Logging without oversharing

I recently ran into a situation where I wanted to log the details of a database connection to a python log file, however I really didn’t want to over-share the password used for the database login. While I was deciding how to do the logging part, I thought. “Gosh, I wonder if there is a way to write a unittest to make sure that I’m not sharing the password?”

It turns out there is a way to do this and I’ll provide the details in this post. If you are interested in looking at the code, it can be found here:

Gitlab public repository Mocking Me with Funcions

Setup

For this post, I have created two classes that will be tested. Those classes are located in the ‘DatabaseInterface.py’ file. These are just props for the testing. I haven’t taken the time to verify that they would connect to an database, just using them to demonstrate that I don’t have to get the database setup to test some aspects of the class.

TestingLogEntries.py

The test example is contained in TestingLogEntries.py This is a pretty typical python unttest example. Import that classes that will be tested, and define instance methods to perform each test.
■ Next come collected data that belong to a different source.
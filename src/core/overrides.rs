use serde::ser::{Serialize, SerializeMap, Serializer};
use std::fmt;
use tracing::debug;

/// Where an override value came from
#[derive(Debug, Clone, Copy, PartialEq, Eq)]
pub enum OverrideSource {
    /// Loaded from a saved session
    Session,
    /// Given as `--name value` on the command line
    CommandLine,
    /// Injected by a mode flag such as `--ask` or `--passvar`
    Derived,
}

impl fmt::Display for OverrideSource {
    fn fmt(&self, f: &mut fmt::Formatter<'_>) -> fmt::Result {
        match self {
            OverrideSource::Session => write!(f, "session"),
            OverrideSource::CommandLine => write!(f, "command line"),
            OverrideSource::Derived => write!(f, "derived"),
        }
    }
}

/// A single playbook variable override
#[derive(Debug, Clone, PartialEq, Eq)]
pub struct OverrideEntry {
    pub name: String,
    pub value: String,
    pub source: OverrideSource,
}

/// Ordered name to value mapping passed to the playbook as extra vars.
///
/// Names are unique. Writing an existing name replaces its value and source
/// but keeps the position of the first write.
#[derive(Debug, Clone, Default)]
pub struct OverrideStore {
    entries: Vec<OverrideEntry>,
}

impl OverrideStore {
    pub fn new() -> Self {
        Self::default()
    }

    pub fn insert(&mut self, name: &str, value: &str, source: OverrideSource) {
        if let Some(entry) = self.entries.iter_mut().find(|e| e.name == name) {
            debug!(
                "Override '{}' from {} replaced by {}",
                name, entry.source, source
            );
            entry.value = value.to_string();
            entry.source = source;
            return;
        }

        self.entries.push(OverrideEntry {
            name: name.to_string(),
            value: value.to_string(),
            source,
        });
    }

    pub fn extend<I, K, V>(&mut self, values: I, source: OverrideSource)
    where
        I: IntoIterator<Item = (K, V)>,
        K: AsRef<str>,
        V: AsRef<str>,
    {
        for (name, value) in values {
            self.insert(name.as_ref(), value.as_ref(), source);
        }
    }

    pub fn get(&self, name: &str) -> Option<&str> {
        self.entry(name).map(|e| e.value.as_str())
    }

    pub fn entry(&self, name: &str) -> Option<&OverrideEntry> {
        self.entries.iter().find(|e| e.name == name)
    }

    pub fn iter(&self) -> impl Iterator<Item = &OverrideEntry> {
        self.entries.iter()
    }

    pub fn len(&self) -> usize {
        self.entries.len()
    }

    pub fn is_empty(&self) -> bool {
        self.entries.is_empty()
    }

    /// Compact JSON object in store order.
    pub fn to_json(&self) -> String {
        serde_json::to_string(self).unwrap_or_else(|_| "{}".to_string())
    }
}

impl Serialize for OverrideStore {
    fn serialize<S: Serializer>(&self, serializer: S) -> Result<S::Ok, S::Error> {
        let mut map = serializer.serialize_map(Some(self.entries.len()))?;
        for entry in &self.entries {
            map.serialize_entry(&entry.name, &entry.value)?;
        }
        map.end()
    }
}

#[cfg(test)]
mod tests {
    use super::*;

    #[test]
    fn test_last_write_wins() {
        let mut store = OverrideStore::new();
        store.insert("region", "eu-west-1", OverrideSource::Session);
        store.insert("zone", "a", OverrideSource::Session);
        store.insert("region", "us-east-1", OverrideSource::CommandLine);

        assert_eq!(store.len(), 2);
        assert_eq!(store.get("region"), Some("us-east-1"));
        assert_eq!(store.entry("region").unwrap().source, OverrideSource::CommandLine);

        let names: Vec<&str> = store.iter().map(|e| e.name.as_str()).collect();
        assert_eq!(names, vec!["region", "zone"]);
    }

    #[test]
    fn test_json_keeps_order_and_escapes() {
        let mut store = OverrideStore::new();
        store.insert("zone", "b", OverrideSource::CommandLine);
        store.insert("path", r#"C:\temp "x""#, OverrideSource::CommandLine);

        assert_eq!(store.to_json(), r#"{"zone":"b","path":"C:\\temp \"x\""}"#);
    }

    #[test]
    fn test_empty_store() {
        let store = OverrideStore::new();
        assert!(store.is_empty());
        assert_eq!(store.to_json(), "{}");
        assert!(store.get("anything").is_none());
    }
}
Testing password is not logged

The first test defined MyTracingTestExample.test_MyDatabaseAwareClass will use the database connection class and verify that the password is not printed when the DBConnectionInfo class is represented as a string by the str or repr methods.

Testing logging context with connection

The next test define MyTracingTestExample.test_logging_context is defined with a @patch decorator. The @patch decorator indicates that if anything within the test function calls pyodbc.connect then replace that function with a mocked function that simply returns a MagicMock object. A reference to the MagicMock object used in this situation is supplied to the test function through an additional paraemter to the test method. For example:

    @patch("pyodbc.connect")
    def test_logging_context(self, Mock_Patch):

The first line above specifies what to patch. In this case, patch the pyodbc.connect function. There is an added parameter to the test function called Mock_Patch will be a reference to the object that is really returned by any call to pyodbc.connect. This enables me, without changing code under test, specify the data that will be returned. This is very helpful for testing database components of a system because you can do so without actually having a live connection to a database. But more on that in another test.

In the test MyTracingTestExample.test_logging_context I’m not going to this extent. I’m using the patch so that I do not have to setup the infrastructure for the specific database being tested. I want to verify that the the string representation of the connection logged does not contain a password. This is similar to the MyTracingTestExample.test_MyDatabaseAwareClass but looks at the logging system.

To examine the contents of the logs within a test, I need to use a unittest method called assertLogs. This function defines a context and anything that is logged within that context will be captured into a log object that can be tested for contents. For example:

        # create assertLogs context.  While the context is active, logs will be captured into lg.
        with self.assertLogs(level=logging.DEBUG) as lg:
            # every log within this context meeting the level criteria will be captured.
            obj = MyDatabaseAwareClass(self.ci)
            obj._get_odbc_connection()

In this example code, the variable lg will collect all traces that happen within the indented context. This should include a trace or two related to the database connection information. Once this context is closed, I can access the output attribute of lg to see if any log entries match my criteria.

        # if you know that a term appears in the logging stream, but not necessarily which log line.
        # check them all and if any are true.
        self.assertFalse(any([self.password in entry for entry in lg.output]))

In this example, any log entry has the password used for the database then fail the test.

Mocking a database result set

Finally in the test method MyTracingTestExample.test_result_set I use the decorator @patch('pyodbc.connect') to replace the result of the pyodbc.connect call with a MagicMock instance. Then I poke a mock result set into the MagicMock instance way down the call stack to the return value from the ‘fetchall’ function. I’ll admit that deriving this statement:

        Mock_Patch.return_value\
            .cursor.return_value\
            .__enter__.return_value\
            .fetchall.return_value \
            = mock_database_result_set

Took some work. Basically, I extrapolated it by looking at the Mock_patch.mock_calls attribute that I traced out:

        # to see the call stack that was executed by the pyodbc.connect patch
        logging.debug(Mock_Patch.mock_calls)

Here is the trace result:

 call().cursor(),
 call().cursor().__enter__(),
 call().cursor().__enter__().execute('select 1 as some_real_complex_sql'),
 call().cursor().__enter__().fetchall(),
 call().cursor().__exit__(None, None, None)]

And worked my way back through the entry call().cursor().__enter__().fetchall(). Where:

  • call().return_value
  • .cursor().cursor.return_value
  • .__enter__().__enter__.return_value
  • .fetchall()fetchall.return_value

Summary

Using patch from unittest.mock and MagicMock I can now instrument Python classes that perform database connections. This enables me to test their functionality without actually having to connect to a live database at test time.